HDMI 2.1 includes support for VRR. So for the best console gaming experience, having both HDMI 2.1 and a high refresh rate panel takes full advantage of the latest hardware for incredible fluidity in motion.

Do next-gen consoles need 120 Hz TVs?

The PlayStation 5 and Xbox Series X support up to 120 frames per second output for super fluid gaming. However, relatively few games are designed around 120 Hz gameplay. Most target 30 or 60 fps still.

Here are the tech specs for the latest consoles:

  • PlayStation 5

    • GPU: 10.28 TFLOPS, 36 CUs at 2.23GHz, custom RDNA 2
    • RAM: 16GB GDDR6
    • Max resolution: 8K
    • 120Hz refresh rate supported
  • Xbox Series X

    • GPU: 12 TFLOPS, 52 CUs at 1.825 GHz, custom RDNA 2
    • RAM: 16GB GDDR6
    • Max resolution: 8K
    • 120Hz refresh rate supported

As you can see, both are extremely capable systems well beyond 60 fps output. To experience the smoothest gameplay on these powerful consoles, a 120 Hz TV fully unlocks their performance potential. But even at 60 Hz, games look and run beautifully.

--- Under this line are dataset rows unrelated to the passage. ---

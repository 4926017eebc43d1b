//! Defines the channel and packet error types

use displaydoc::Display;

use crate::core::channel::channel::Counterparty;
use crate::core::channel::packet::Sequence;
use crate::core::channel::timeout::TimeoutHeight;
use crate::core::client::error::ClientError;
use crate::core::host::error::IdentifierError;
use crate::core::host::identifier::{ChannelId, ConnectionId, PortId};
use crate::prelude::*;
use crate::Height;

#[derive(Debug, Display)]
pub enum ChannelError {
    /// channel (`{port_id}`, `{channel_id}`) not found
    ChannelNotFound {
        port_id: PortId,
        channel_id: ChannelId,
    },
    /// channel (`{port_id}`, `{channel_id}`) already exists
    ChannelAlreadyExists {
        port_id: PortId,
        channel_id: ChannelId,
    },
    /// invalid channel state: expected `{expected}`, actual `{actual}`
    InvalidState { expected: String, actual: String },
    /// invalid channel ordering: expected `{expected}`, actual `{actual}`
    InvalidOrdering { expected: String, actual: String },
    /// invalid connection hops length: expected `{expected}`, actual `{actual}`
    InvalidConnectionHopsLength { expected: u64, actual: u64 },
    /// invalid counterparty: expected `{expected}`, actual `{actual}`
    InvalidCounterparty {
        expected: Counterparty,
        actual: Counterparty,
    },
    /// counterparty channel id must be empty at this handshake step
    NonEmptyCounterpartyChannelId,
    /// counterparty is missing a required channel identifier
    MissingCounterparty,
    /// connection `{connection_id}` is not open
    ConnectionNotOpen { connection_id: ConnectionId },
    /// failed to verify the counterparty channel state: `{0}`
    VerifyChannelFailed(ClientError),
    /// application module error: `{description}`
    AppModule { description: String },
    /// identifier error: `{0}`
    InvalidIdentifier(IdentifierError),
}

#[derive(Debug, Display)]
pub enum PacketError {
    /// channel error: `{0}`
    Channel(ChannelError),
    /// packet commitment for sequence `{0}` not found
    PacketCommitmentNotFound(Sequence),
    /// stored commitment for sequence `{0}` does not match the packet
    MismatchedPacketCommitment(Sequence),
    /// packet receipt for sequence `{0}` not found
    PacketReceiptNotFound(Sequence),
    /// packet acknowledgement for sequence `{0}` not found
    PacketAcknowledgementNotFound(Sequence),
    /// packet with sequence `{0}` has already been received
    PacketAlreadyReceived(Sequence),
    /// packet acknowledgement for sequence `{0}` already exists
    AcknowledgementExists(Sequence),
    /// mismatched packet sequence: expected `{expected}`, actual `{actual}`
    MismatchedPacketSequence { expected: Sequence, actual: Sequence },
    /// packet timeout height `{timeout_height}` is not later than the current height `{chain_height}`
    ExpiredPacketTimeout {
        timeout_height: TimeoutHeight,
        chain_height: Height,
    },
    /// packet timed out: timeout height `{timeout_height}` has been reached at height `{chain_height}`
    PacketTimedOut {
        timeout_height: TimeoutHeight,
        chain_height: Height,
    },
    /// packet timeout `{timeout_height}` has not been reached at proof height `{proof_height}`
    PacketTimeoutNotReached {
        timeout_height: TimeoutHeight,
        proof_height: Height,
    },
    /// empty acknowledgement not allowed
    EmptyAcknowledgement,
    /// failed packet verification for sequence `{sequence}`: `{client_error}`
    FailedPacketVerification {
        sequence: Sequence,
        client_error: ClientError,
    },
    /// application module error: `{description}`
    AppModule { description: String },
    /// identifier error: `{0}`
    InvalidIdentifier(IdentifierError),
}

impl From<ChannelError> for PacketError {
    fn from(err: ChannelError) -> Self {
        Self::Channel(err)
    }
}

impl From<IdentifierError> for ChannelError {
    fn from(err: IdentifierError) -> Self {
        Self::InvalidIdentifier(err)
    }
}

impl From<IdentifierError> for PacketError {
    fn from(err: IdentifierError) -> Self {
        Self::InvalidIdentifier(err)
    }
}

#[cfg(feature = "std")]
impl std::error::Error for ChannelError {
    fn source(&self) -> Option<&(dyn std::error::Error + 'static)> {
        match &self {
            Self::VerifyChannelFailed(e) => Some(e),
            Self::InvalidIdentifier(e) => Some(e),
            _ => None,
        }
    }
}

#[cfg(feature = "std")]
impl std::error::Error for PacketError {
    fn source(&self) -> Option<&(dyn std::error::Error + 'static)> {
        match &self {
            Self::Channel(e) => Some(e),
            Self::FailedPacketVerification {
                client_error: e, ..
            } => Some(e),
            Self::InvalidIdentifier(e) => Some(e),
            _ => None,
        }
    }
}
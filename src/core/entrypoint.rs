//! The message entrypoint: one externally submitted message in, one atomic
//! state transition (or an error and no transition) out.

use crate::core::channel::handler::{
    acknowledgement, chan_close_confirm, chan_close_init, chan_open_ack, chan_open_confirm,
    chan_open_init, chan_open_try, recv_packet, timeout,
};
use crate::core::channel::msgs::{
    channel_msg_to_port_id, packet_msg_to_port_id, ChannelMsg, PacketMsg,
};
use crate::core::client::handler::{create_client, misbehaviour, update_client};
use crate::core::client::msgs::ClientMsg;
use crate::core::connection::handler::{
    conn_open_ack, conn_open_confirm, conn_open_init, conn_open_try,
};
use crate::core::connection::msgs::ConnectionMsg;
use crate::core::context::{ContextError, ExecutionContext, ValidationContext};
use crate::core::host::identifier::PortId;
use crate::core::port::error::PortError;
use crate::core::routing::module::ModuleId;
use crate::core::routing::{MsgEnvelope, Router};

/// Entrypoint which performs both validation and message execution.
///
/// Hosts whose transaction layer can roll back partial writes may call
/// [`validate`] and [`execute`] separately; `dispatch` is the composition
/// for hosts that cannot.
pub fn dispatch<Ctx>(
    ctx: &mut Ctx,
    router: &mut impl Router,
    msg: MsgEnvelope,
) -> Result<(), ContextError>
where
    Ctx: ExecutionContext,
{
    validate(ctx, router, msg.clone())?;
    execute(ctx, router, msg)
}

/// Entrypoint which only performs message validation
///
/// If a transaction contains `n` messages `m_1` ... `m_n`, then
/// they MUST be processed as follows:
///     validate(m_1), execute(m_1), ..., validate(m_n), execute(m_n)
/// That is, the state transition of message `i` must be applied before
/// message `i+1` is validated. This is equivalent to calling
/// `dispatch()` on each successively.
pub fn validate<Ctx>(ctx: &Ctx, router: &impl Router, msg: MsgEnvelope) -> Result<(), ContextError>
where
    Ctx: ValidationContext,
{
    match msg {
        MsgEnvelope::Client(msg) => match msg {
            ClientMsg::CreateClient(msg) => create_client::validate(ctx, &msg),
            ClientMsg::UpdateClient(msg) => update_client::validate(ctx, &msg),
            ClientMsg::Misbehaviour(msg) => misbehaviour::validate(ctx, &msg),
        },
        MsgEnvelope::Connection(msg) => match msg {
            ConnectionMsg::OpenInit(msg) => conn_open_init::validate(ctx, &msg),
            ConnectionMsg::OpenTry(msg) => conn_open_try::validate(ctx, &msg),
            ConnectionMsg::OpenAck(msg) => conn_open_ack::validate(ctx, &msg),
            ConnectionMsg::OpenConfirm(msg) => conn_open_confirm::validate(ctx, &msg),
        },
        MsgEnvelope::Channel(msg) => {
            let module_id = lookup_module(router, channel_msg_to_port_id(&msg))?;
            let module = router
                .get_route(&module_id)
                .ok_or_else(|| PortError::ModuleNotFound {
                    port_id: channel_msg_to_port_id(&msg).clone(),
                })?;

            match msg {
                ChannelMsg::OpenInit(msg) => chan_open_init::validate(ctx, module, &msg),
                ChannelMsg::OpenTry(msg) => chan_open_try::validate(ctx, module, &msg),
                ChannelMsg::OpenAck(msg) => chan_open_ack::validate(ctx, module, &msg),
                ChannelMsg::OpenConfirm(msg) => chan_open_confirm::validate(ctx, module, &msg),
                ChannelMsg::CloseInit(msg) => chan_close_init::validate(ctx, module, &msg),
                ChannelMsg::CloseConfirm(msg) => chan_close_confirm::validate(ctx, module, &msg),
            }
        }
        MsgEnvelope::Packet(msg) => {
            let module_id = lookup_module(router, packet_msg_to_port_id(&msg))?;
            let module = router
                .get_route(&module_id)
                .ok_or_else(|| PortError::ModuleNotFound {
                    port_id: packet_msg_to_port_id(&msg).clone(),
                })?;

            match msg {
                PacketMsg::Recv(msg) => recv_packet::validate(ctx, &msg),
                PacketMsg::Ack(msg) => acknowledgement::validate(ctx, module, &msg),
                PacketMsg::Timeout(msg) => timeout::validate(ctx, module, &msg),
            }
        }
    }
}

Expert recommendations for gaming and viewing

Here are some panel suggestions from professional TV reviewers:

According to RTings, "To experience next-gen gaming without compromises, we recommend getting a TV with HDMI 2.1 that can display 4k @ 120Hz."

HDTVTest explains, "A 120Hz panel provides significant motion resolution improvements for video games, sports, and movies. It‘s a big upgrade over 60Hz, especially for fast gaming."

And Digital Trends states, "A premium 4K/120Hz TV like the LG C2 OLED will offer the absolute best next-gen gaming experience. But more affordable 4K/60Hz TVs still look and play great."

These experts agree that 120 Hz gives a better experience particularly for gaming. But it‘s not an absolute necessity for everyone. A quality 60 Hz television will still provide many years of gorgeous 4K entertainment.

The diminishing returns above 120 Hz

While 120 Hz brings noticeable improvements in motion clarity over 60 Hz, going even higher results in diminishing returns. Many people cannot discern the difference between 144 Hz, 240 Hz, and higher refresh rates.

Extremely fast 360 Hz displays primarily benefit professional esports players where every millisecond counts. Such rates require incredibly powerful GPUs costing thousands of dollars to drive the frame rates needed.

For the average gamer, 120 Hz or 144 Hz is a sensible sweet spot between price and performance. Unless you have cutting edge hardware and play hyper competitive titles, higher rates won‘t provide much extra advantage.

TV buying recommendations

Here is a quick summary of guidelines for purchasing a TV optimized for gaming and video viewing:

  • Console gaming – Aim for 4K 120Hz HDMI 2.1 TV. Provides headroom for smooth gaming now and in the future. 4K 60Hz still works great if budget limited.

  • PC gaming – Get the highest refresh rate 1440p or 4K monitor in your budget. 144Hz is a good 1080p target. 240Hz for esports. Sync tech like G-Sync is also key.

  • Movies/streaming – Focus on 4K HDR picture quality. 60 Hz is fine for most film content. May still want 120Hz+ if you watch lots of sports and action movies.

  • General usage – It‘s tough to go wrong with a quality 4K 60 Hz TV from known brands. Offers great visuals for streaming shows, web browsing, and console gaming.

No matter your particular needs and budget, understanding the basics of refresh rate helps ensure you get a TV or monitor well suited to your particular situation. With the right research, you can enjoy top notch visuals whether gaming or sitting back to binge watch your favorite shows!